- Theatrical release poster
- Directed by: Ferzan Özpetek
- Written by: Gianni Romoli; Valia Santella; Ferzan Özpetek;
- Produced by: Tilde Corsi; Gianni Romoli;
- Starring: Giovanna Mezzogiorno; Alessandro Borghi; Anna Bonaiuto; Peppe Barra; Biagio Forestieri; Luisa Ranieri; Maria Pia Calzone; Carmine Recano; Angela Pagano; Maria Luisa Santella; Loredana Cannata; Lina Sastri; Isabella Ferrari;
- Cinematography: Gian Filippo Corticelli
- Edited by: Leonardo Alberto Moschetta
- Music by: Pasquale Catalano
- Production companies: Warner Bros. Entertainment Italia, R&C Produzioni, Faros Film
- Distributed by: Warner Bros. Pictures
- Release date: 28 December 2017;
- Running time: 113 minutes
- Country: Italy
- Language: Italian
- Box office: $7.2 million

= Naples in Veils =

2017 film by Ferzan Özpetek

Naples in Veils (Napoli velata) is a 2017 thriller film directed by Turkish-Italian filmmaker Ferzan Özpetek. The plot is centered around Adriana, a Naples-based medical examiner in her forties who falls for a younger man and spends the night with him at her place.

==Plot==
During a Neapolitan ceremony involving femminielli at her aunt's house, medical examiner Adriana (Giovanna Mezzogiorno) is seduced by a handsome young man, Andrea (Alessandro Borghi).
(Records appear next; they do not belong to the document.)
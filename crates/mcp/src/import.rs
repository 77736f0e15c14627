//! Turning shared server descriptions into [`ServerSpec`]s.
//!
//! Two entry points: a one-click `{"mcpServers": {...}}` document as
//! published by most tool-server READMEs, and a built-in preset catalogue
//! whose templates carry `${input:key}` placeholders filled on apply.

use serde::Serialize;
use serde_json::Value;
use std::collections::{BTreeMap, HashMap};
use switchyard_core::error::{Error, Result};

use crate::server::{ServerSpec, TransportKind};

/// Overrides applied on import.
#[derive(Debug, Clone, Default)]
pub struct ImportOptions {
    pub id: Option<String>,
    pub name: Option<String>,
    pub description: Option<String>,
    pub agent: String,
}

/// Parse a one-click document, taking its first server.
pub fn import_one_click(document: &str, options: ImportOptions) -> Result<ServerSpec> {
    let config: Value =
        serde_json::from_str(document).map_err(|e| Error::validation(format!("invalid JSON: {e}")))?;
    let servers = config
        .get("mcpServers")
        .ok_or_else(|| Error::validation("document must contain 'mcpServers' at the root"))?
        .as_object()
        .filter(|m| !m.is_empty())
        .ok_or_else(|| Error::validation("'mcpServers' must be a non-empty object"))?;

    // Without preserve_order the map is sorted, so "first" is lexicographic
    let (server_name, server) = servers
        .iter()
        .next()
        .ok_or_else(|| Error::validation("'mcpServers' must be a non-empty object"))?;
    let server = server
        .as_object()
        .ok_or_else(|| Error::validation(format!("server '{server_name}' must be an object")))?;

    let text = |key: &str| server.get(key).and_then(Value::as_str).map(str::to_string);
    let (transport, url) = match (text("serverUrl"), text("url"), text("command")) {
        (Some(server_url), _, _) => (TransportKind::Sse, Some(server_url)),
        (None, Some(url), _) if url.contains("/sse") => (TransportKind::Sse, Some(url)),
        (None, Some(url), _) => (TransportKind::StreamableHttp, Some(url)),
        (None, None, Some(_)) => (TransportKind::Stdio, None),
        (None, None, None) => {
            return Err(Error::validation(format!(
                "server '{server_name}' needs 'command', 'url' or 'serverUrl'"
            )));
        }
    };

    let id = options.id.unwrap_or_else(|| slug(server_name));
    Ok(ServerSpec {
        name: options.name.unwrap_or_else(|| server_name.clone()),
        description: options
            .description
            .unwrap_or_else(|| format!("Installed via one-click: {server_name}")),
        agent: options.agent,
        transport,
        command: if transport == TransportKind::Stdio { text("command") } else { None },
        args: string_list(server.get("args")),
        env: string_map(server.get("env")),
        url,
        headers: string_map(server.get("headers")),
        preset: None,
        enabled: true,
        id,
    })
}

fn string_list(value: Option<&Value>) -> Vec<String> {
    value
        .and_then(Value::as_array)
        .map(|items| {
            items
                .iter()
                .map(|v| v.as_str().map_or_else(|| v.to_string(), str::to_string))
                .collect()
        })
        .unwrap_or_default()
}

fn string_map(value: Option<&Value>) -> BTreeMap<String, String> {
    value
        .and_then(Value::as_object)
        .map(|m| {
            m.iter()
                .map(|(k, v)| (k.clone(), v.as_str().map_or_else(|| v.to_string(), str::to_string)))
                .collect()
        })
        .unwrap_or_default()
}

/// Lowercase id usable inside tool names.
fn slug(name: &str) -> String {
    let mut out = String::with_capacity(name.len());
    for c in name.chars() {
        if c.is_ascii_alphanumeric() {
            out.push(c.to_ascii_lowercase());
        } else if !out.ends_with('-') {
            out.push('-');
        }
    }
    let trimmed = out.trim_matches('-');
    if trimmed.is_empty() { "server".into() } else { trimmed.to_string() }
}

// --- presets ---

/// A value the user supplies when applying a preset.
#[derive(Debug, Clone, Serialize)]
pub struct PresetInput {
    pub id: &'static str,
    pub label: &'static str,
    pub description: &'static str,
    pub secret: bool,
}

/// A ready-made server template.
#[derive(Debug, Clone, Serialize)]
pub struct Preset {
    pub key: &'static str,
    pub name: &'static str,
    pub description: &'static str,
    pub transport: TransportKind,
    pub command: Option<&'static str>,
    pub args: &'static [&'static str],
    pub url: Option<&'static str>,
    pub env: &'static [(&'static str, &'static str)],
    pub headers: &'static [(&'static str, &'static str)],
    pub documentation_url: Option<&'static str>,
    pub tags: &'static [&'static str],
    pub inputs: &'static [PresetInput],
}

const NO_INPUTS: &[PresetInput] = &[];

static PRESETS: &[Preset] = &[
    Preset {
        key: "deepwiki-sse",
        name: "DeepWiki (SSE)",
        description: "DeepWiki documentation search over the SSE transport.",
        transport: TransportKind::Sse,
        command: None,
        args: &[],
        url: Some("https://mcp.deepwiki.com/sse"),
        env: &[],
        headers: &[],
        documentation_url: Some("https://mcp.deepwiki.com"),
        tags: &["featured", "search", "wiki"],
        inputs: NO_INPUTS,
    },
    Preset {
        key: "deepwiki-http",
        name: "DeepWiki (HTTP)",
        description: "DeepWiki documentation search over streamable HTTP.",
        transport: TransportKind::StreamableHttp,
        command: None,
        args: &[],
        url: Some("https://mcp.deepwiki.com/mcp"),
        env: &[],
        headers: &[],
        documentation_url: Some("https://mcp.deepwiki.com"),
        tags: &["featured", "search", "wiki"],
        inputs: NO_INPUTS,
    },
    Preset {
        key: "github-copilot-pat",
        name: "GitHub Copilot (PAT)",
        description: "GitHub's hosted tool server, authenticated with a personal access token.",
        transport: TransportKind::StreamableHttp,
        command: None,
        args: &[],
        url: Some("https://api.githubcopilot.com/mcp/"),
        env: &[],
        headers: &[("Authorization", "Bearer ${input:github_mcp_pat}")],
        documentation_url: Some("https://docs.github.com/en/copilot"),
        tags: &["featured", "coding", "github"],
        inputs: &[PresetInput {
            id: "github_mcp_pat",
            label: "GitHub Personal Access Token",
            description: "Token with the 'copilot-mcp-server' scope.",
            secret: true,
        }],
    },
    Preset {
        key: "firecrawl",
        name: "Firecrawl",
        description: "Web crawler and page reader.",
        transport: TransportKind::Stdio,
        command: Some("npx"),
        args: &["-y", "firecrawl-mcp"],
        url: None,
        env: &[("FIRECRAWL_API_KEY", "${input:firecrawl_api_key}")],
        headers: &[],
        documentation_url: Some("https://github.com/mendableai/firecrawl"),
        tags: &["web", "crawler"],
        inputs: &[PresetInput {
            id: "firecrawl_api_key",
            label: "Firecrawl API Key",
            description: "Key from https://www.firecrawl.dev/",
            secret: true,
        }],
    },
    Preset {
        key: "brave-search",
        name: "Brave Search",
        description: "Privacy-focused web search through the official container image.",
        transport: TransportKind::Stdio,
        command: Some("docker"),
        args: &["run", "-i", "--rm", "-e", "BRAVE_API_KEY=${input:brave_api_key}", "mcp/brave-search"],
        url: None,
        env: &[],
        headers: &[],
        documentation_url: Some("https://mcp.so/server/brave-search"),
        tags: &["search", "privacy"],
        inputs: &[PresetInput {
            id: "brave_api_key",
            label: "Brave Search API Key",
            description: "Key from https://brave.com/search/api/",
            secret: true,
        }],
    },
    Preset {
        key: "time-server",
        name: "Time Server",
        description: "Current time and timezone conversion.",
        transport: TransportKind::Stdio,
        command: Some("uvx"),
        args: &["mcp-server-time"],
        url: None,
        env: &[],
        headers: &[],
        documentation_url: Some("https://github.com/modelcontextprotocol/servers"),
        tags: &["time", "utility"],
        inputs: NO_INPUTS,
    },
];

/// Every preset, ordered by name.
pub fn presets() -> Vec<&'static Preset> {
    let mut all: Vec<&Preset> = PRESETS.iter().collect();
    all.sort_by_key(|p| p.name.to_lowercase());
    all
}

pub fn preset(key: &str) -> Option<&'static Preset> {
    PRESETS.iter().find(|p| p.key == key)
}

/// Instantiate a preset, filling its `${input:key}` placeholders.
pub fn apply_preset(key: &str, inputs: &HashMap<String, String>, options: ImportOptions) -> Result<ServerSpec> {
    let preset = preset(key).ok_or_else(|| Error::validation(format!("unknown preset '{key}'")))?;
    for input in preset.inputs {
        if inputs.get(input.id).is_none_or(|v| v.is_empty()) {
            return Err(Error::validation(format!("missing required input: {}", input.label)));
        }
    }

    let fill = |s: &str| fill_inputs(s, inputs);
    Ok(ServerSpec {
        id: options.id.unwrap_or_else(|| preset.key.to_string()),
        name: options.name.unwrap_or_else(|| preset.name.to_string()),
        description: options.description.unwrap_or_else(|| preset.description.to_string()),
        agent: options.agent,
        transport: preset.transport,
        command: preset.command.map(str::to_string),
        args: preset.args.iter().map(|a| fill(*a)).collect(),
        env: preset.env.iter().map(|(k, v)| (k.to_string(), fill(*v))).collect(),
        url: preset.url.map(str::to_string),
        headers: preset.headers.iter().map(|(k, v)| (k.to_string(), fill(*v))).collect(),
        preset: Some(preset.key.to_string()),
        enabled: true,
    })
}

fn fill_inputs(template: &str, inputs: &HashMap<String, String>) -> String {
    inputs.iter().fold(template.to_string(), |acc, (key, value)| {
        acc.replace(&format!("${{input:{key}}}"), value)
    })
}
The two spend a sex-filled night at her place. Andrea asks Adriana to meet again later that afternoon, but he disappoints her by not showing up for the date. The following day, Adriana discovers that the young man on whom she is carrying out a post-mortem examination is Andrea. Someone murdered him and gouged out his eyes. Additionally, Adriana finds out from police inspectors that Andrea had taken pictures of her naked after they had sex. Soon after, she decides to investigate the circumstances surrounding Andrea's mysterious and brutal death. A man who looks exactly like Andrea, however, seems to repeatedly appear around town whenever Adriana is present.

==Cast==
- Giovanna Mezzogiorno as Adriana / Isabella
- Alessandro Borghi as Andrea Galderisi / Luca
- Anna Bonaiuto as Adele
- Peppe Barra as Pasquale
- Luisa Ranieri as Catena
- Maria Pia Calzone as Rosaria
- Lina Sastri as Ludovica
- Isabella Ferrari as Valeria
- Loredana Cannata as Liliana

==Release==
The film was released in Italy on 28 December 2017. Its release for Blu-ray and DVD sales took place on 23 April 2019.

==Reception==
===Box office===
Naples in Veils grossed $0 in the United States and Canada and $7.2 million in other territories, plus $609 with home video sales.

===Critical response===
On review aggregator Rotten Tomatoes, the film holds an approval rating of 86% based on 7 reviews, with an average rating of 6.7/10.